Task directions
Your task is to repeat exactly the lines below between the line holding "#[derive(Debug, Clone)]" and the line holding "and supplies defaults.", inclusive, and only those.

Record set
┌────────

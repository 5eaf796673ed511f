//! Per-request decision flow.
//!
//! The engine is the single entry point of the request path:
//!
//! 1. trusted identifiers and (optionally) super admins bypass everything
//! 2. an active ban on the address or the user rejects the request
//! 3. the resolver picks the limits, or forbids the operation outright
//! 4. the combined limiter counts the request against address and user,
//!    then the role's daily ceiling is checked
//! 5. each denied scope records a violation, which may escalate to a ban
//! 6. monitoring records the request and its outcome
//!
//! No step returns an error; store trouble degrades to allowing.

use crate::application::admin::AdminFacade;
use crate::application::bans::BanStore;
use crate::application::circuit_breaker::CircuitBreaker;
use crate::application::combined::CombinedLimiter;
use crate::application::guarded::GuardedStore;
use crate::application::metrics::Metrics;
use crate::application::monitoring::{EventMetadata, MonitoringAggregator};
use crate::application::penalty::PenaltyEscalator;
use crate::application::ports::{Clock, Store};
use crate::application::resolver::LimitResolver;
use crate::application::scheduler::{CleanupScheduler, SchedulerConfig};
use crate::application::window::{Ticket, WindowCounter};
use crate::domain::context::UserContext;
use crate::domain::endpoint::Endpoint;
use crate::domain::keys::{EventKind, KeySpace, DAY_MS};
use crate::domain::metrics_report::CleanupReport;
use crate::domain::rejection::Rejection;
use crate::domain::result::{CombinedRateLimitResult, RateLimitConfig};
use crate::domain::settings::{Role, Settings};
use std::sync::Arc;

const DAILY_PREFIX: &str = "daily";

/// An admitted request.
#[derive(Debug, Clone, PartialEq)]
pub struct Admission {
    /// `None` when no limit applied to the endpoint
    pub result: Option<CombinedRateLimitResult>,
    tickets: Vec<Ticket>,
}

/// Outcome of [`Engine::check`].
#[derive(Debug, Clone, PartialEq)]
pub enum Decision {
    /// Counted and within limits
    Allowed(Admission),
    /// Trusted caller, nothing was counted
    Bypassed,
    Limited(Rejection),
}

impl Decision {
    pub fn is_allowed(&self) -> bool {
        !matches!(self, Decision::Limited(_))
    }

    pub fn rejection(&self) -> Option<&Rejection> {
        match self {
            Decision::Limited(rejection) => Some(rejection),
            _ => None,
        }
    }
}

/// The rate limiting and penalty engine.
///
/// Cheap to clone; clones share the store, the circuit breaker and the
/// local metrics.
#[derive(Debug, Clone)]
pub struct Engine {
    settings: Arc<Settings>,
    clock: Arc<dyn Clock>,
    store: GuardedStore,
    keys: KeySpace,
    windows: WindowCounter,
    resolver: LimitResolver,
    combined: CombinedLimiter,
    penalties: PenaltyEscalator,
    monitoring: MonitoringAggregator,
}

impl Engine {
    /// Wire an engine from validated settings. Prefer
    /// [`EngineBuilder`](crate::infrastructure::builder::EngineBuilder),
    /// which validates and supplies defaults.
    pub fn new(
        settings: Settings,
        store: Arc<dyn Store>,
        clock: Arc<dyn Clock>,
        circuit_breaker: Arc<CircuitBreaker>,
    ) -> Self {
        let settings = Arc::new(settings);
        let keys = KeySpace::new(settings.namespace.clone());
        let store = GuardedStore::new(store, circuit_breaker, Metrics::new());

        let windows = WindowCounter::new(store.clone(), keys.clone(), settings.clone(), clock.clone());
        let bans = BanStore::new(store.clone(), keys.clone(), clock.clone());
        let penalties = PenaltyEscalator::new(
            store.clone(),
            keys.clone(),
            settings.clone(),
            clock.clone(),
            bans,
        );
        let monitoring =
            MonitoringAggregator::new(store.clone(), keys.clone(), settings.clone(), clock.clone());

        Self {
            resolver: LimitResolver::new(settings.clone()),
            combined: CombinedLimiter::new(windows.clone()),
            settings,
            clock,
            store,
            keys,
            windows,
            penalties,
            monitoring,
        }
    }

    /// Decide one request.
    pub fn check(&self, endpoint: &Endpoint, context: &UserContext) -> Decision {
        self.check_with_override(endpoint, context, None)
    }

    /// Decide one request, with a route-specific limit taking precedence
    /// over the configured tables.
    pub fn check_with_override(
        &self,
        endpoint: &Endpoint,
        context: &UserContext,
        route_override: Option<&RateLimitConfig>,
    ) -> Decision {
        let metrics = self.store.metrics();

        if self.is_trusted(context) {
            metrics.record_allowed();
            return Decision::Bypassed;
        }

        let metadata = EventMetadata::from(context);
        let ip_key = context.ip_key();
        let user_key = context.user_key();
        let subject = user_key.as_deref().unwrap_or(&ip_key);

        for key in context.client_keys() {
            if let Some(ban) = self.penalties.bans().active_ban(&key) {
                let retry_after = ban.retry_after_secs(self.clock.now_millis());
                tracing::warn!(
                    identifier = %key,
                    role = role_name(context.role),
                    endpoint = %endpoint,
                    ban_level = ban.ban_level,
                    retry_after,
                    "request from banned client rejected"
                );
                return self.reject(&key, endpoint, &metadata, Rejection::BanActive { ban, retry_after });
            }
        }

        let route_override = match route_override.map(|config| (config, config.validate())) {
            Some((config, Err(e))) => {
                tracing::error!(
                    endpoint = %endpoint,
                    window_size_ms = config.window_size_ms,
                    error = %e,
                    "route limit override rejected, using configured limits"
                );
                None
            }
            other => other.map(|(config, _)| config),
        };

        let limits = match self.resolver.resolve(endpoint, context.role, route_override) {
            Ok(Some(limits)) => limits,
            Ok(None) => {
                self.record(EventKind::Allow, subject, endpoint, &metadata);
                metrics.record_allowed();
                return Decision::Allowed(Admission {
                    result: None,
                    tickets: Vec::new(),
                });
            }
            Err(rejection) => {
                tracing::warn!(
                    identifier = subject,
                    role = role_name(context.role),
                    endpoint = %endpoint,
                    "operation forbidden for role"
                );
                return self.reject(subject, endpoint, &metadata, rejection);
            }
        };

        let (result, mut tickets) = self.combined.admit(endpoint, &limits.ip, &limits.user, context);

        if !result.combined.is_allowed {
            let mut violations = 0;
            let denied_sides = [
                (!result.ip.is_allowed).then_some(ip_key.as_str()),
                result
                    .user
                    .as_ref()
                    .filter(|user| !user.is_allowed)
                    .and(user_key.as_deref()),
            ];
            for offender in denied_sides.into_iter().flatten() {
                if let Some(outcome) = self.penalties.record_violation(offender, endpoint, context.role) {
                    violations = violations.max(outcome.record.violations);
                }
            }
            // Denied scopes inserted nothing, but an admitted one did
            for ticket in &tickets {
                self.windows.refund(ticket);
            }

            let retry_after = result.combined.retry_after.unwrap_or(1);
            let limiting_factor = result.combined.limiting_factor;
            let offender = if result.ip.is_allowed { subject } else { ip_key.as_str() };
            tracing::warn!(
                identifier = offender,
                role = role_name(context.role),
                endpoint = %endpoint,
                limiting_factor = %limiting_factor,
                violations,
                retry_after,
                "rate limit exceeded"
            );
            return self.reject(
                offender,
                endpoint,
                &metadata,
                Rejection::RateLimitExceeded {
                    retry_after,
                    limiting_factor,
                    result: Box::new(result),
                },
            );
        }

        if let Some(daily_limit) = context
            .role
            .and_then(|role| self.settings.role_limits(role))
            .and_then(|limits| limits.daily_limit)
        {
            let config = RateLimitConfig::new(DAY_MS, daily_limit).with_key_prefix(DAILY_PREFIX);
            // Daily slots are never refunded
            let (daily, _) = self.windows.run(subject, &config, daily_limit);
            if !daily.is_allowed {
                for ticket in &tickets {
                    self.windows.refund(ticket);
                }
                let violations = self
                    .penalties
                    .record_violation(subject, endpoint, context.role)
                    .map_or(0, |outcome| outcome.record.violations);

                let daily_result = if user_key.is_some() {
                    CombinedRateLimitResult::merge(result.ip, Some(daily))
                } else {
                    CombinedRateLimitResult::merge(daily, None)
                };
                let retry_after = daily_result.combined.retry_after.unwrap_or(1);
                tracing::warn!(
                    identifier = subject,
                    role = role_name(context.role),
                    endpoint = %endpoint,
                    daily_limit,
                    violations,
                    retry_after,
                    "daily limit exceeded"
                );
                return self.reject(
                    subject,
                    endpoint,
                    &metadata,
                    Rejection::RateLimitExceeded {
                        retry_after,
                        limiting_factor: daily_result.combined.limiting_factor,
                        result: Box::new(daily_result),
                    },
                );
            }
        }

        tickets.retain(|ticket| ticket.skip_successful || ticket.skip_failed);
        self.record(EventKind::Allow, subject, endpoint, &metadata);
        metrics.record_allowed();
        Decision::Allowed(Admission {
            result: Some(result),
            tickets,
        })
    }

    /// Report how an admitted request ended. Requests matching the
    /// configuration's skip rules are given back to their windows. Returns
    /// how many window entries were refunded.
    pub fn report_outcome(&self, admission: &Admission, succeeded: bool) -> usize {
        admission
            .tickets
            .iter()
            .filter(|ticket| ticket.refundable(succeeded))
            .filter(|ticket| self.windows.refund(ticket))
            .count()
    }

    fn is_trusted(&self, context: &UserContext) -> bool {
        if self.settings.bypass_super_admin && context.role == Some(Role::SuperAdmin) {
            return true;
        }
        let trusted = &self.settings.trusted_identifiers;
        if trusted.is_empty() {
            return false;
        }
        let mut candidates = vec![context.ip.clone(), context.ip_key()];
        if let (Some(id), Some(key)) = (&context.user_id, context.user_key()) {
            candidates.push(id.clone());
            candidates.push(key);
        }
        candidates.iter().any(|c| trusted.contains(c))
    }

    fn reject(
        &self,
        identifier: &str,
        endpoint: &Endpoint,
        metadata: &EventMetadata,
        rejection: Rejection,
    ) -> Decision {
        self.record(EventKind::Block, identifier, endpoint, metadata);
        self.store.metrics().record_blocked();
        Decision::Limited(rejection)
    }

    fn record(&self, kind: EventKind, identifier: &str, endpoint: &Endpoint, metadata: &EventMetadata) {
        self.monitoring
            .record_event(EventKind::Request, identifier, endpoint, metadata);
        self.monitoring.record_event(kind, identifier, endpoint, metadata);
    }

    /// Operator tooling bound to this engine's store.
    pub fn admin(&self) -> AdminFacade {
        AdminFacade::new(
            self.store.clone(),
            self.keys.clone(),
            self.clock.clone(),
            self.windows.clone(),
            self.penalties.clone(),
            self.monitoring.clone(),
        )
    }

    /// Cleanup scheduler bound to this engine's store.
    pub fn scheduler(&self, config: SchedulerConfig) -> CleanupScheduler {
        CleanupScheduler::new(self.monitoring.clone(), self.clock.clone(), config)
    }

    /// Run one monitoring cleanup pass now.
    pub fn cleanup(&self) -> CleanupReport {
        self.monitoring.cleanup(self.clock.now_millis())
    }

    pub fn window_counter(&self) -> &WindowCounter {
        &self.windows
    }

    pub fn combined_limiter(&self) -> &CombinedLimiter {
        &self.combined
    }

    pub fn resolver(&self) -> &LimitResolver {
        &self.resolver
    }

    pub fn penalties(&self) -> &PenaltyEscalator {
        &self.penalties
    }

    pub fn bans(&self) -> &BanStore {
        self.penalties.bans()
    }

    pub fn monitoring(&self) -> &MonitoringAggregator {
        &self.monitoring
    }

    pub fn metrics(&self) -> &Metrics {
        self.store.metrics()
    }

    pub fn circuit_breaker(&self) -> &CircuitBreaker {
        self.store.breaker()
    }

    pub fn settings(&self) -> &Settings {
        &self.settings
    }
}

fn role_name(role: Option<Role>) -> &'static str {
    role.map(|r| r.as_str()).unwrap_or("anonymous")
}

└────────

Your solution
#[derive(Debug, Clone)]
pub struct Engine {
    settings: Arc<Settings>,
    clock: Arc<dyn Clock>,
    store: GuardedStore,
    keys: KeySpace,
    windows: WindowCounter,
    resolver: LimitResolver,
    combined: CombinedLimiter,
    penalties: PenaltyEscalator,
    monitoring: MonitoringAggregator,
}

impl Engine {
    /// Wire an engine from validated settings. Prefer
    /// [`EngineBuilder`](crate::infrastructure::builder::EngineBuilder),
    /// which validates and supplies defaults.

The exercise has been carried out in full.